Malaria, an infectious disease affecting both human beings and other animals, is transmitted by parasitic protozoans belonging to the Plasmodium genus. Malaria is commonly treated with drugs such as quinine, chloroquine, and artesunate. However, the incidence of treatment failure due to drug-drug interactions and parasite resistance is increasing. Therefore, the rich medicinal potential of plants found in nature in Africa is increasingly being explored. The traditional use of Lippia javanica, Sclerocarya birrea, Melia azedarach and Capparis tomentosa for the treatment of malaria is well-known, but the phytochemistry of these four plants is not fully known. Parts of these plants were extracted and column chromatography was used to fractionate the extracts.
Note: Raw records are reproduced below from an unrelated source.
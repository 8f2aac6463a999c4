use std::sync::{Arc, RwLock};

use crate::error::{StoreError, StoreResult};
use crate::store::TaskStore;
use crate::task::Task;

/// Task store keeping the collection in process memory.
///
/// Cloning the store clones the handle, not the data: all clones share
/// one collection behind a read-write lock. Useful for tests and for
/// embedding the task operations without touching the filesystem.
#[derive(Clone)]
pub struct InMemoryTaskStore {
    tasks: Arc<RwLock<Vec<Task>>>,
}

impl InMemoryTaskStore {
    pub fn new() -> Self {
        Self {
            tasks: Arc::new(RwLock::new(Vec::new())),
        }
    }
}

impl Default for InMemoryTaskStore {
    fn default() -> Self {
        Self::new()
    }
}

impl TaskStore for InMemoryTaskStore {
    fn load_all(&self) -> StoreResult<Vec<Task>> {
        let tasks = self.tasks.read().map_err(|e| StoreError::LockPoisoned {
            reason: format!("Lock poisoned: {e}"),
        })?;
        Ok(tasks.clone())
    }

    fn save_all(&mut self, tasks: &[Task]) -> StoreResult<()> {
        let mut guard = self.tasks.write().map_err(|e| StoreError::LockPoisoned {
            reason: format!("Lock poisoned: {e}"),
        })?;
        *guard = tasks.to_vec();
        Ok(())
    }
}

#[cfg(test)]
mod tests {
    use super::*;

    #[test]
    fn starts_empty() {
        let store = InMemoryTaskStore::new();
        assert_eq!(store.load_all().unwrap(), Vec::new());
    }

    #[test]
    fn save_then_load_round_trips() {
        let mut store = InMemoryTaskStore::new();
        let tasks = vec![Task::new(1, "a", ""), Task::new(2, "b", "desc")];
        store.save_all(&tasks).unwrap();
        assert_eq!(store.load_all().unwrap(), tasks);
    }

    #[test]
    fn clones_share_the_same_collection() {
        let mut store = InMemoryTaskStore::new();
        let viewer = store.clone();

        store.save_all(&[Task::new(1, "shared", "")]).unwrap();

        let seen = viewer.load_all().unwrap();
        assert_eq!(seen.len(), 1);
        assert_eq!(seen[0].title, "shared");
    }
}
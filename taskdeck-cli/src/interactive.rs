//! Interactive menu mode, started when no subcommand is given.

use std::io::{self, Write};

use taskdeck_core::{StoreResult, TaskFilter, TaskStatus, TaskStore};

/// Read one line of input after showing a prompt. `None` means the
/// input stream is gone (EOF or a read failure), so the caller should
/// wind down instead of asking again.
fn prompt(label: &str) -> Option<String> {
    print!("{label}");
    if let Err(e) = io::stdout().flush() {
        tracing::error!(error = %e, "Failed to flush stdout");
    }

    let mut input = String::new();
    match io::stdin().read_line(&mut input) {
        Ok(0) => None, // EOF reached
        Ok(_) => Some(input.trim().to_string()),
        Err(e) => {
            tracing::error!(error = %e, "Failed to read user input");
            None
        }
    }
}

/// Ask for a task id. Rejects non-numeric input with a message and
/// sends the user back to the menu.
fn prompt_id(label: &str) -> Option<u64> {
    let input = prompt(label)?;
    match input.parse() {
        Ok(id) => Some(id),
        Err(_) => {
            println!("❌ Invalid id!");
            None
        }
    }
}

fn status_from_choice(choice: &str) -> Option<TaskStatus> {
    match choice {
        "1" => Some(TaskStatus::Todo),
        "2" => Some(TaskStatus::InProgress),
        "3" => Some(TaskStatus::Done),
        _ => None,
    }
}

fn filter_from_choice(choice: &str) -> Option<TaskFilter> {
    match choice {
        "1" => Some(TaskFilter::All),
        "2" => Some(TaskFilter::Done),
        "3" => Some(TaskFilter::NotDone),
        "4" => Some(TaskFilter::InProgress),
        _ => None,
    }
}

pub fn run_menu(store: &mut dyn TaskStore) -> StoreResult<()> {
    println!("📋 Taskdeck interactive mode");
    println!("{}", "─".repeat(50));

    loop {
        println!();
        println!("Choose an action:");
        println!("1. Add task");
        println!("2. Update task");
        println!("3. Delete task");
        println!("4. Change task status");
        println!("5. List tasks");
        println!("6. Exit");

        let Some(choice) = prompt("Enter action number: ") else {
            println!("\nGoodbye! 👋");
            break;
        };

        match choice.as_str() {
            "1" => menu_add(store)?,
            "2" => menu_update(store)?,
            "3" => menu_delete(store)?,
            "4" => menu_mark(store)?,
            "5" => menu_list(store)?,
            "6" => {
                println!("Goodbye! 👋");
                break;
            }
            "" => continue,
            _ => println!("❌ Invalid choice, try again."),
        }
    }

    Ok(())
}

fn menu_add(store: &mut dyn TaskStore) -> StoreResult<()> {
    let Some(title) = prompt("Task title: ") else {
        return Ok(());
    };
    let Some(description) = prompt("Task description (may be empty): ") else {
        return Ok(());
    };

    let task = store.add(&title, &description)?;
    println!("✅ Task added:");
    println!("{task}");
    Ok(())
}

fn menu_update(store: &mut dyn TaskStore) -> StoreResult<()> {
    let Some(id) = prompt_id("Id of the task to update: ") else {
        return Ok(());
    };
    let Some(title) = prompt("New title: ") else {
        return Ok(());
    };
    let Some(description) = prompt("New description (may be empty): ") else {
        return Ok(());
    };

    if store.update(id, &title, &description)? {
        println!("✅ Task updated!");
    } else {
        println!("❌ No task with that id.");
    }
    Ok(())
}

fn menu_delete(store: &mut dyn TaskStore) -> StoreResult<()> {
    let Some(id) = prompt_id("Id of the task to delete: ") else {
        return Ok(());
    };

    if store.delete(id)? {
        println!("✅ Task deleted!");
    } else {
        println!("❌ No task with that id.");
    }
    Ok(())
}

fn menu_mark(store: &mut dyn TaskStore) -> StoreResult<()> {
    let Some(id) = prompt_id("Id of the task to change: ") else {
        return Ok(());
    };

    println!("Choose the new status:");
    println!("1. todo");
    println!("2. in_progress");
    println!("3. done");
    let Some(choice) = prompt("Enter status number: ") else {
        return Ok(());
    };
    let Some(status) = status_from_choice(&choice) else {
        println!("❌ Invalid status choice!");
        return Ok(());
    };

    if store.set_status(id, status)? {
        println!("✅ Task {id} moved to '{status}'.");
    } else {
        println!("❌ No task with that id.");
    }
    Ok(())
}

fn menu_list(store: &mut dyn TaskStore) -> StoreResult<()> {
    println!("Choose a filter:");
    println!("1. All tasks");
    println!("2. Completed tasks (done)");
    println!("3. Tasks not completed (not_done)");
    println!("4. Tasks in progress (in_progress)");
    let Some(choice) = prompt("Enter filter number: ") else {
        return Ok(());
    };
    let Some(filter) = filter_from_choice(&choice) else {
        println!("❌ Invalid filter choice!");
        return Ok(());
    };

    let tasks = store.list(filter)?;
    if tasks.is_empty() {
        println!("No tasks for the chosen filter.");
    } else {
        println!("\nTasks:");
        for task in tasks {
            println!("{task}");
        }
    }
    Ok(())
}
use axum::{
    routing::{get, post},
    Router,
};
use crate::handlers::product::{
    list_products, show_add_form, add_product, show_edit_form, update_product, delete_product
};
use crate::state::AppState;

pub fn routes() -> Router<AppState> {
    Router::new()
        .route("/products", get(list_products))
        .route("/products/add", get(show_add_form).post(add_product))
        .route("/products/edit/{id}", get(show_edit_form))
        .route("/products/update/{id}", post(update_product))
        .route("/products/delete/{id}", get(delete_product))
}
The antioxidant activities of the fractions were determined using free radical scavenging and reducing power assays, while the cytotoxic, antiplasmodial and antitrypanosomal activities were determined using cell toxicity assay, parasite lactate dehydrogenase (pLDH) and trypanosome assay. The methanol stem bark extract of Melia azedarach (Fraction 2) had the highest phenolic content (59.39 mg GAE/g), while the methanol leaf extract of Melia azedarach had the highest flavonoid content of 188.65 mg QE/g. In the reducing power tests and DPPH free radical scavenging activity, the methanol stem bark extract of Melia azedarach had the lowest IC50 value of 0.1074 μg/mL and an IC0.5 value of 0.5296 μg/mL, respectively. Furthermore, the methanol stem bark extract of Melia azedarach at a concentration of 50 μg/mL showed significant cytotoxicity against HeLa cells (-1.22±0.07 %). The methanol stem bark extract of Melia azedarach at the tested concentration (250 μg/mL) decreased the viability of Plasmodium falciparum to 36.38±11.96 % with an IC50 value of 6.5 μg/mL. Concerning the antitrypanosomal activity, the methanol stem bark extract of Melia azedarach affected the viability of the trypanosomes at the tested concentration (250 μg/mL), giving a viability of 14.05 ± 0.59 %, with an IC50 value of 0.4 μg/mL. The presence of epicatechin (29) and catechin (31) in this extract was confirmed using several spectroscopic techniques (IR, NMR, UPLC-MS and HRMS).